--- Given data Enclosed Below ---

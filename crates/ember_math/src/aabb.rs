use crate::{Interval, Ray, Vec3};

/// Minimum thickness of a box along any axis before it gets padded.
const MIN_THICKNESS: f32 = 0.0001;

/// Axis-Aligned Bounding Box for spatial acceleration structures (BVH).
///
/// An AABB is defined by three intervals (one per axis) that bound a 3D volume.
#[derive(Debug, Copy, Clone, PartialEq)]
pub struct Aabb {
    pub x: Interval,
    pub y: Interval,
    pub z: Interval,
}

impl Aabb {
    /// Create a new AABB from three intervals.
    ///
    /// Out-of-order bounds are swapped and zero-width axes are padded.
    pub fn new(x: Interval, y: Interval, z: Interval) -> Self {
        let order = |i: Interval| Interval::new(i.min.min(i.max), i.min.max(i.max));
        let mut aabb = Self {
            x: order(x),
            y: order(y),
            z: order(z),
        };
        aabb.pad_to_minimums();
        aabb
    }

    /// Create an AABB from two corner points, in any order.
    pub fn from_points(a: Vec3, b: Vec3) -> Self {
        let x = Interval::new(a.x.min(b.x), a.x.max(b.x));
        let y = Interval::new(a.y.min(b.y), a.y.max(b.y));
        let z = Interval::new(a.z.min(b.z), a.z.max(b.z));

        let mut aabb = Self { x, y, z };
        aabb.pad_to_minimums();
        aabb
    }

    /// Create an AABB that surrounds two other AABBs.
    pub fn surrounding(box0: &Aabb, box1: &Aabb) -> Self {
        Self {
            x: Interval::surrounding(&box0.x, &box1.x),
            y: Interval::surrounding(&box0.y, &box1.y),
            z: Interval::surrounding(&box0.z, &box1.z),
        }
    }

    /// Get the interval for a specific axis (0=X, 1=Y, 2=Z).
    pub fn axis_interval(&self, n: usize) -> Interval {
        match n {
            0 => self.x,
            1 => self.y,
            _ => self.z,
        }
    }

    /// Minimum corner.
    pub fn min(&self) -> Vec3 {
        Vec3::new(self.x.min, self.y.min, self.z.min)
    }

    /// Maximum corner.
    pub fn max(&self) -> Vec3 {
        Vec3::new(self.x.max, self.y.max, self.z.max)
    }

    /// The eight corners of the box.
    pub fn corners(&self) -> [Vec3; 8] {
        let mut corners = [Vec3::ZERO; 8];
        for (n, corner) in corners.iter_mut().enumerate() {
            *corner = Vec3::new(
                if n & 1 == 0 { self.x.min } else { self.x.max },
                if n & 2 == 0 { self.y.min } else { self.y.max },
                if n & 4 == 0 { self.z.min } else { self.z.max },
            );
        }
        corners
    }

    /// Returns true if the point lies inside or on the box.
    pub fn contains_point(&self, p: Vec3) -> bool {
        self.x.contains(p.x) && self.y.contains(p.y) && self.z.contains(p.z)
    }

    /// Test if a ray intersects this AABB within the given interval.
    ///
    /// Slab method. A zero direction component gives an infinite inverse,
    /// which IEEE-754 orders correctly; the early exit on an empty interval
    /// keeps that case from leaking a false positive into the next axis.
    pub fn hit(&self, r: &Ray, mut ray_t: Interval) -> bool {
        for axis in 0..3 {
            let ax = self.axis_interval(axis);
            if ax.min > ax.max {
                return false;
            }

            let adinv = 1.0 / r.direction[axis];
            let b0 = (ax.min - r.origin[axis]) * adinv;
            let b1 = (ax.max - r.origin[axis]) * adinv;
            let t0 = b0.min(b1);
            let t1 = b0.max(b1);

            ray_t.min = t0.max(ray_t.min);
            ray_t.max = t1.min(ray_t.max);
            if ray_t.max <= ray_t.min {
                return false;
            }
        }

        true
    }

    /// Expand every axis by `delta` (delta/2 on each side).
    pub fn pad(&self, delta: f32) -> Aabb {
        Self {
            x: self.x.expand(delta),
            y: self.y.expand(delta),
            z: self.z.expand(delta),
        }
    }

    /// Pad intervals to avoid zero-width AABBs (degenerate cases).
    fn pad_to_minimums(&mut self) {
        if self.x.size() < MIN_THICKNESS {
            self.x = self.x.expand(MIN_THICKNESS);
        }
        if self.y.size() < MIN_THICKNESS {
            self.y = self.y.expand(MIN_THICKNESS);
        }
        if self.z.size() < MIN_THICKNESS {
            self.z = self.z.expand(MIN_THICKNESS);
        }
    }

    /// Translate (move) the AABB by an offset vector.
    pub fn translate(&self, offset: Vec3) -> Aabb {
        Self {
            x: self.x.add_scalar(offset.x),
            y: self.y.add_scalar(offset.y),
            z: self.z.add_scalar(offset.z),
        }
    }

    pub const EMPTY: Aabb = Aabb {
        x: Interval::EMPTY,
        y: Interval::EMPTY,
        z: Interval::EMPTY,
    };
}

--- End of Enclosed Given data ---

Your assignment:
In the entries above, which lines hold the word "direction"? Copy them out.

Exercise solution:
    /// Slab method. A zero direction component gives an infinite inverse,
            let adinv = 1.0 / r.direction[axis];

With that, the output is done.